Three Essays on Market Institutions

Weiwei Zheng

Advisor: Cesar A Martinelli, PhD, Department of Economics

Committee Members: Daniel Houser, Kevin McCabe, Jason Shachat

Online Location, D150
July 24, 2020, 11:00 AM to 12:30 PM


This dissertation focuses on the equilibrium and efficiency of market institutions, a major determinant of market outcomes. The three chapters of the dissertation study market institutions in the presence of classic challenges: incomplete contracts, few traders, and incomplete information.

Chapter 1 compares two mechanisms, posted-offer and posted-bid, in a procurement setting with incomplete contracts.  Reciprocity has been identified in recent literature as a behavioral trait that mitigates moral hazard problems in the presence of incomplete contracts, along with repeated interactions and reputation concerns. This study builds a model of reciprocity based on inequality aversion, and takes it to the lab.  In the laboratory experiment, the posted-offer mechanism induces higher level of inequality aversion on sellers, resulting in higher efficiency than the posted-bid mechanism.

Chapter 2 studies minimal conditions for competitive behavior with few agents, adapting price-quantity strategic market games to an indivisible good environment, and taking it to the lab. In the proposed mechanism, all Nash equilibrium outcomes with active trading are competitive if and only if there are at least two buyers and two sellers willing to trade at every competitive price. In the laboratory experiment, this condition is enough to induce competitive results. Moreover, the performance of a sealed-bid auction following the rules of the strategic market game approaches that of its dynamic counterpart, the double auction, over time.

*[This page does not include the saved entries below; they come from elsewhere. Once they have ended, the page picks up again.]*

#[test]
fn looped_sub_sequence_reuses_pooled_object() {
    let mut sub = Sequence::new(SUB_SEQ, "Loop");
    sub.add_spawnable(PROP, SpawnableBinding::new("Prop"));
    let sequences = library(Sequence::new(ROOT_SEQ, "Root"), Some(sub));
    let mut instances = SequenceInstances::new(ROOT_SEQ);
    let mut world = world(WorldKind::Game);
    let mut register = ReusingSpawnRegister::new(ReuseSettings {
        separate_instance_per_sequence_instance: false,
        ..ReuseSettings::default()
    });
    let mut entities = BindingEntities::new();
    let mut pass = SpawnablesPass::default();

    let mut spawned_per_iteration = Vec::new();
    for _ in 0..2 {
        let (iteration, handle) = instances.add_sub_sequence(ROOT, SUB_SEQ).unwrap();
        let entity = entities.add(PROP, handle, true);
        {
            let mut state = PlaybackState::new(&mut world, &sequences, &instances);
            pass.run(&mut entities, &mut register, &mut state);
        }
        let key = SpawnKey::new(PROP, iteration, 0);
        spawned_per_iteration.push(register.find_spawned_object(&key));

        instances.finish(iteration);
        entities.mark_for_removal(entity);
        let mut state = PlaybackState::new(&mut world, &sequences, &instances);
        let report = pass.run(&mut entities, &mut register, &mut state);
        assert_eq!(report.destroyed.len(), 1);
    }

    assert!(spawned_per_iteration[0].is_some());
    assert_eq!(spawned_per_iteration[0], spawned_per_iteration[1]);
    assert_eq!(register.stats().spawned, 1);
    assert_eq!(register.stats().reused, 1);
    assert_eq!(register.stats().hidden, 2);
    assert_eq!(register.pooled(PROP, 0).len(), 1);
}
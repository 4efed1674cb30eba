//! Custom bindings
//!
//! A custom binding replaces locator lookup with its own resolution strategy.
//! The set of kinds is closed: spawnables create and own their object,
//! replaceables preview as a spawnable and defer to the runtime otherwise.

mod replaceable;
mod spawnable;

pub use replaceable::ReplaceableBinding;
pub use spawnable::SpawnableBinding;

use crate::binding::{BindingKind, BindingResolveParams};
use crate::ids::BindingIndex;
use crate::playback::PlaybackState;
use crate::sequence::Sequence;
use crate::spawn::SpawnRegister;
use crate::world::{ObjectClass, ObjectHandle, World};
use serde::{Deserialize, Serialize};
use std::collections::BTreeMap;

/// Everything needed to construct a spawned object.
#[derive(Debug, Clone, PartialEq, Serialize, Deserialize)]
pub struct SpawnTemplate {
    pub class: ObjectClass,
    /// Requested object name. Defaults to the class name.
    #[serde(default, skip_serializing_if = "Option::is_none")]
    pub name: Option<String>,
    /// Property values applied after construction.
    #[serde(default, skip_serializing_if = "BTreeMap::is_empty")]
    pub defaults: BTreeMap<String, f32>,
    #[serde(default)]
    pub hidden: bool,
}

impl SpawnTemplate {
    pub fn new(class: impl Into<ObjectClass>) -> Self {
        Self {
            class: class.into(),
            name: None,
            defaults: BTreeMap::new(),
            hidden: false,
        }
    }
}

/// Kinds a custom binding can be created as.
#[derive(Debug, Copy, Clone, PartialEq, Eq, Hash)]
pub enum CustomBindingKind {
    Spawnable,
    Replaceable,
}

#[derive(Debug, Clone, PartialEq, Serialize, Deserialize)]
#[serde(tag = "kind", rename_all = "snake_case")]
pub enum CustomBinding {
    Spawnable(SpawnableBinding),
    Replaceable(ReplaceableBinding),
}

impl CustomBinding {
    pub fn kind(&self) -> BindingKind {
        match self {
            Self::Spawnable(_) => BindingKind::Spawnable,
            Self::Replaceable(_) => BindingKind::Replaceable,
        }
    }

    pub fn resolve_binding(
        &self,
        params: &BindingResolveParams,
        index: BindingIndex,
        register: &mut dyn SpawnRegister,
        state: &mut PlaybackState<'_>,
    ) -> Option<ObjectHandle> {
        match self {
            Self::Spawnable(spawnable) => spawnable.resolve_binding(params, index, register, state),
            Self::Replaceable(replaceable) => {
                replaceable.resolve_binding(params, index, register, state)
            }
        }
    }

    /// Whether `object` can be turned into a binding of `kind`.
    pub fn supports_binding_creation_from_object(
        kind: CustomBindingKind,
        world: &World,
        object: ObjectHandle,
    ) -> bool {
        let Some(source) = world.get(object) else {
            return false;
        };
        match kind {
            CustomBindingKind::Spawnable => world.is_instantiable(&source.class),
            // Any object can stand in as the preview of a replaceable.
            CustomBindingKind::Replaceable => true,
        }
    }

    /// Build a binding of `kind` from a live object.
    ///
    /// The template name is made unique among the spawnables `sequence`
    /// already declares.
    pub fn create_new_custom_binding(
        kind: CustomBindingKind,
        world: &World,
        object: ObjectHandle,
        sequence: &Sequence,
    ) -> Option<Self> {
        if !Self::supports_binding_creation_from_object(kind, world, object) {
            return None;
        }
        let mut spawnable = SpawnableBinding::from_object(world, object)?;
        let base = spawnable.spawn_name();
        spawnable.template.name = Some(sequence.unique_spawnable_name(&base));

        Some(match kind {
            CustomBindingKind::Spawnable => Self::Spawnable(spawnable),
            CustomBindingKind::Replaceable => {
                let class = spawnable.template.class.clone();
                Self::Replaceable(ReplaceableBinding::new(class).with_preview(spawnable))
            }
        })
    }

    pub fn bound_object_class(&self) -> Option<&ObjectClass> {
        match self {
            Self::Spawnable(spawnable) => Some(spawnable.bound_object_class()),
            Self::Replaceable(replaceable) => replaceable.bound_object_class(),
        }
    }

    pub fn will_spawn_object(&self, state: &PlaybackState<'_>) -> bool {
        match self {
            Self::Spawnable(_) => true,
            Self::Replaceable(replaceable) => replaceable.will_spawn_object(state),
        }
    }

    /// The spawnable this binding behaves as in `state`, if any.
    pub fn as_spawnable(&self, state: &PlaybackState<'_>) -> Option<&SpawnableBinding> {
        self.spawnable_in(state.is_preview())
    }

    pub(crate) fn spawnable_in(&self, preview: bool) -> Option<&SpawnableBinding> {
        match self {
            Self::Spawnable(spawnable) => Some(spawnable),
            Self::Replaceable(replaceable) => replaceable.as_spawnable(preview),
        }
    }

    pub(crate) fn spawnable_in_mut(&mut self, preview: bool) -> Option<&mut SpawnableBinding> {
        match self {
            Self::Spawnable(spawnable) => Some(spawnable),
            Self::Replaceable(replaceable) => replaceable.preview_mut().filter(|_| preview),
        }
    }
}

Chapter 3 surveys the theoretical and experimental literature on the k-double auction. The k-double auction is mechanism widely used in exchanges; for instance, it is used to set the daily opening price at New York Stock Exchange. It is also very common in smaller markets. A recent literature has explored the implications of the k-double auction for call markets with incomplete information. In contrast to the results in chapter 2, efficiency is not guaranteed in the k-double auction when there are few traders, but it can be approached as the market grows. This chapter includes a history of the development of the theory, a summary of methods and results, the use in experimental economics, and the relation to other mechanisms.